◆ **Task prompt**
Would you work out how many lines below include the word "struct"? Only that number is wanted.

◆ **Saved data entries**
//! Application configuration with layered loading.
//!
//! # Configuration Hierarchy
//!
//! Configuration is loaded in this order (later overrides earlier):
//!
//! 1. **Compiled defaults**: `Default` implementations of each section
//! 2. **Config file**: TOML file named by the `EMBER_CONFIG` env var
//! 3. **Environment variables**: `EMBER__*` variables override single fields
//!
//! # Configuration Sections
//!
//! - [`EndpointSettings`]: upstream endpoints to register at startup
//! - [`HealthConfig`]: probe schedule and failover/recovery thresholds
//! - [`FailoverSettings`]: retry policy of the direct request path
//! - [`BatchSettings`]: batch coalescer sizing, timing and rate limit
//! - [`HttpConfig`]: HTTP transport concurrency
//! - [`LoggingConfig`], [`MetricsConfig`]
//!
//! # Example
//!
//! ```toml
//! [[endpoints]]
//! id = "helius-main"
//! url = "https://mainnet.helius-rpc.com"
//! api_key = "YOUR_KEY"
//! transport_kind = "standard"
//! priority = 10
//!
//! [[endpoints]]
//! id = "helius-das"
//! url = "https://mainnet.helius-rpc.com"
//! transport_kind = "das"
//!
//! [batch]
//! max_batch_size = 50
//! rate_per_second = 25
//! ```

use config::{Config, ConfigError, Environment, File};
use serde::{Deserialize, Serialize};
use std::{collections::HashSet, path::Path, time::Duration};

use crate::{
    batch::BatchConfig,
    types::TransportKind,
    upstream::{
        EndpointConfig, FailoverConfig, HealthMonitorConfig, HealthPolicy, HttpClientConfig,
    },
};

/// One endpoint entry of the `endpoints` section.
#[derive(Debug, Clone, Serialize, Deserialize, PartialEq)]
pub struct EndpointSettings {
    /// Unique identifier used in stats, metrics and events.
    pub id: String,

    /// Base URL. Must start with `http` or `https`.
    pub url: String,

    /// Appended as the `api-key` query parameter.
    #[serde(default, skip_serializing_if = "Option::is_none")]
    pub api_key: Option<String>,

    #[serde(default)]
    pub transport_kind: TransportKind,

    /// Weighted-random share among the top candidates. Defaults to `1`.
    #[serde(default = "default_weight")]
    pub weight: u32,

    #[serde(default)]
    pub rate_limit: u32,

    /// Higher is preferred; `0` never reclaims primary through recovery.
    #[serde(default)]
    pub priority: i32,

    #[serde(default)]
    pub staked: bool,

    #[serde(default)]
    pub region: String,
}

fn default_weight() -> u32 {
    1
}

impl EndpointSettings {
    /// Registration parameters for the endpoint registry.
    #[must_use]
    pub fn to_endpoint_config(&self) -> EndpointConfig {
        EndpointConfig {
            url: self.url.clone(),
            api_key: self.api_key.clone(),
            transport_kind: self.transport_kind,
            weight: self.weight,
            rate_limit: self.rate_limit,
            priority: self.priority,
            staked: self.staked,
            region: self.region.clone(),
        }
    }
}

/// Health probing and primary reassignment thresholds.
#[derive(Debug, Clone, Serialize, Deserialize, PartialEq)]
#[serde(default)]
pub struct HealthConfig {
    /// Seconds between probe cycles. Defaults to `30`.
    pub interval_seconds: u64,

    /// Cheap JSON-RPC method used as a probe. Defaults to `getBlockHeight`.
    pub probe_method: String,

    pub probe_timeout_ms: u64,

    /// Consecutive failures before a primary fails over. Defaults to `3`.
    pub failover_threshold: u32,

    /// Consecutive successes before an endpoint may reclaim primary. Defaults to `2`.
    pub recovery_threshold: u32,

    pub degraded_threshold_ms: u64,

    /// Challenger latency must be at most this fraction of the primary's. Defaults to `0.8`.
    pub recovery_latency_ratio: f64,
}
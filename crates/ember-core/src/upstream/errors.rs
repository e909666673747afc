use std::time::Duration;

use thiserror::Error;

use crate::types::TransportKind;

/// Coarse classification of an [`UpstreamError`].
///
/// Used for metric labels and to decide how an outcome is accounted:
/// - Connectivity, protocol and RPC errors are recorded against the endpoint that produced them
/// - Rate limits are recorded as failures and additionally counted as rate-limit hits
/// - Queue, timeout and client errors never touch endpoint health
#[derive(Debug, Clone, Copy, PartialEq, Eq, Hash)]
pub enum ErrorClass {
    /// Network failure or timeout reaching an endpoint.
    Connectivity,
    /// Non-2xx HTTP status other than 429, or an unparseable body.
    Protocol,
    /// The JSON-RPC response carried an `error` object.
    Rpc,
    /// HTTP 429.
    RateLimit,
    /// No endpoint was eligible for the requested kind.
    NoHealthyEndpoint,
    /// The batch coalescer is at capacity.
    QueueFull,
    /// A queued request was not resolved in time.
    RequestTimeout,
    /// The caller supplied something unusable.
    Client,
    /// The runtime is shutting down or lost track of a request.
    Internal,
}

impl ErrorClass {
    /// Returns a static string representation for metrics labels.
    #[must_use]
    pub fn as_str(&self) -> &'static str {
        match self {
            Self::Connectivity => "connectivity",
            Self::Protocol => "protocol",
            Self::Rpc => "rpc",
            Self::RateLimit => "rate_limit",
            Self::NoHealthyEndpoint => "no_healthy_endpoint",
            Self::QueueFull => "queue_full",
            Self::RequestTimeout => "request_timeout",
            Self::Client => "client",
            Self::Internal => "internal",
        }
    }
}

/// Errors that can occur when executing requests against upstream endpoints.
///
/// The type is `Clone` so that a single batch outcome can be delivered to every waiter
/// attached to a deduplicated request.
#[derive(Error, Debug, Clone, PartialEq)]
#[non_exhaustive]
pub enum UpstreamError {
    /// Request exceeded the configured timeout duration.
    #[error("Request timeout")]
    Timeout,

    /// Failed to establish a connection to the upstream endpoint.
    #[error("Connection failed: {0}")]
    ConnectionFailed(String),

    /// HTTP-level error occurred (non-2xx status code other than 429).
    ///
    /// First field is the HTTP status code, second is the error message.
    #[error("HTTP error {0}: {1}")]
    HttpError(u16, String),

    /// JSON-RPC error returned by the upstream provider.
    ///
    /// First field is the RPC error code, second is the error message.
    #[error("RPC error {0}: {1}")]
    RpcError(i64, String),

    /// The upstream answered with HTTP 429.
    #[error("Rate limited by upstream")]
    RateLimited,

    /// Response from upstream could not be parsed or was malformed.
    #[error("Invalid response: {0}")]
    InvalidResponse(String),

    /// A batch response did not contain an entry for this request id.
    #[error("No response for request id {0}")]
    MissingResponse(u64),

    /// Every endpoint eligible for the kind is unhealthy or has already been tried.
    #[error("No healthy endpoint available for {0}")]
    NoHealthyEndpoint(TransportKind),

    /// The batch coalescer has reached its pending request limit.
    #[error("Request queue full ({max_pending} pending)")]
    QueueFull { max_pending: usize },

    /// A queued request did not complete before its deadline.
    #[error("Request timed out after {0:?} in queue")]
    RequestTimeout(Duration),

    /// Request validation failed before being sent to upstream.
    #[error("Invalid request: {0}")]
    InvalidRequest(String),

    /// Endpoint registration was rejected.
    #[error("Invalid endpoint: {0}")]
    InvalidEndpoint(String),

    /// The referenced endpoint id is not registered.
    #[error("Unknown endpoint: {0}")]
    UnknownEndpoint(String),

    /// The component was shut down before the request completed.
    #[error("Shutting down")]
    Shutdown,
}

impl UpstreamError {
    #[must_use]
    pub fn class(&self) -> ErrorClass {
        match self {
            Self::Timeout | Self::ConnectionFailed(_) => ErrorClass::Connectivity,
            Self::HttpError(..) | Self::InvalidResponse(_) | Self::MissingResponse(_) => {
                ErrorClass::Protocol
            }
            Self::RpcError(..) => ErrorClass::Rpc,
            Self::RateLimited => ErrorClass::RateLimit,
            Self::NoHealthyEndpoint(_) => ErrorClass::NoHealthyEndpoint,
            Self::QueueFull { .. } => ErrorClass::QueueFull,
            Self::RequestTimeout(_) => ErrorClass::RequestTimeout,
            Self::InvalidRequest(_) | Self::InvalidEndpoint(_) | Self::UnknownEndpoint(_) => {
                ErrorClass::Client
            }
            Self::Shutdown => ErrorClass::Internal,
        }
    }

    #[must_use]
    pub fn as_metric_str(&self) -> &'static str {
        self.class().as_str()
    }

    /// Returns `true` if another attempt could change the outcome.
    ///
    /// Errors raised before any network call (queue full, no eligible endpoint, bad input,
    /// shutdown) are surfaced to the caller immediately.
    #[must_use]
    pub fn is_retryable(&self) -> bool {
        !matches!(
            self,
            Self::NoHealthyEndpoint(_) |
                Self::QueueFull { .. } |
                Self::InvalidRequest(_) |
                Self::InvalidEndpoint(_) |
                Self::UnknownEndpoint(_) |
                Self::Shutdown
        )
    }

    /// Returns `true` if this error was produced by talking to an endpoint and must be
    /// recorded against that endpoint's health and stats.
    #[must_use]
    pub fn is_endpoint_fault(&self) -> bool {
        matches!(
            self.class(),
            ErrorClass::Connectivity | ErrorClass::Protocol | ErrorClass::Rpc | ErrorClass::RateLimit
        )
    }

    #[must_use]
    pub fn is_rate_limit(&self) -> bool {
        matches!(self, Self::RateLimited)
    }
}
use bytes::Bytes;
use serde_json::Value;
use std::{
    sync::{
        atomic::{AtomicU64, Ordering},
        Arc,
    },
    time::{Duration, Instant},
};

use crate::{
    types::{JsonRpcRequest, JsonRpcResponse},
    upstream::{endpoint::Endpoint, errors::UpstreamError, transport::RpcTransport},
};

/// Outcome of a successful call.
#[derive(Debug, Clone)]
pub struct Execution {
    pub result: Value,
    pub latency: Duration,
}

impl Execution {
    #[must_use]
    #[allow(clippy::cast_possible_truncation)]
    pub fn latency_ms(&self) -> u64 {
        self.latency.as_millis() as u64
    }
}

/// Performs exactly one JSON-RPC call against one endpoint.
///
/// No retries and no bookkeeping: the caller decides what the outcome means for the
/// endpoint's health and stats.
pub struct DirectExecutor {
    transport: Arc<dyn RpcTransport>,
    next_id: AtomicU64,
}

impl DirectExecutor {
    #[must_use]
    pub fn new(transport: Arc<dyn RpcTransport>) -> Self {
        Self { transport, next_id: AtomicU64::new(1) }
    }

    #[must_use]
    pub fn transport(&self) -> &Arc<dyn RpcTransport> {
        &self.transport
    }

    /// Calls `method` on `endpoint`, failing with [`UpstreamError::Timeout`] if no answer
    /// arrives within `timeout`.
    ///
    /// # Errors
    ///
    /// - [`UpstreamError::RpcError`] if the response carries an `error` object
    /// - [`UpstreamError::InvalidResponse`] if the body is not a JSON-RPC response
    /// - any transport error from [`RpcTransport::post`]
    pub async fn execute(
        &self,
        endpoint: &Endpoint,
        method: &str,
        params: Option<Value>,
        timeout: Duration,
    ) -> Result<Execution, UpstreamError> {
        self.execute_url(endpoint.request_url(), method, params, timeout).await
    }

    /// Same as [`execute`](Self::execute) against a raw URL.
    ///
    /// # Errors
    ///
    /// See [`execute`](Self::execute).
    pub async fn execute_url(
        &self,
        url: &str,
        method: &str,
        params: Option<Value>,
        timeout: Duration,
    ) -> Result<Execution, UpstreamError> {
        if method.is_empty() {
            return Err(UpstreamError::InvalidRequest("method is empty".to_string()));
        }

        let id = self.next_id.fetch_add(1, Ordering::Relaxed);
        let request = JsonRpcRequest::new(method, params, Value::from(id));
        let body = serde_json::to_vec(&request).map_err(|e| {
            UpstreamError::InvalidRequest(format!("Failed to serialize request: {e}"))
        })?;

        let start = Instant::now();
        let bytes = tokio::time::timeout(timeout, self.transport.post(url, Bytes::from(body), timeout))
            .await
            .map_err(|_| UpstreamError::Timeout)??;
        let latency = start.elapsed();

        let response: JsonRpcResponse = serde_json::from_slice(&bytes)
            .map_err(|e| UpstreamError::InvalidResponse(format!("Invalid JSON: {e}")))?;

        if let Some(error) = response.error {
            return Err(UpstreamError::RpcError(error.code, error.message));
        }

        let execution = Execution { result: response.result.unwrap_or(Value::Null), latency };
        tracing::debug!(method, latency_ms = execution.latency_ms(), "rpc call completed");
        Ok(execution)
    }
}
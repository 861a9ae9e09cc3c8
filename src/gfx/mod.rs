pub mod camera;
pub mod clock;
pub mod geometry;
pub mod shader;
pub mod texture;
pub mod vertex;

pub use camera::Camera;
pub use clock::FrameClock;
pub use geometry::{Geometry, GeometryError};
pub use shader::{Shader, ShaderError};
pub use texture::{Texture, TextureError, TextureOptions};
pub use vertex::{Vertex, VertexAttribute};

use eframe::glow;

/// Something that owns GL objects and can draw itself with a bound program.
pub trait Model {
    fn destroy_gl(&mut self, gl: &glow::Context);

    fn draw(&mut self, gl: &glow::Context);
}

◆ **Exercise solution**
4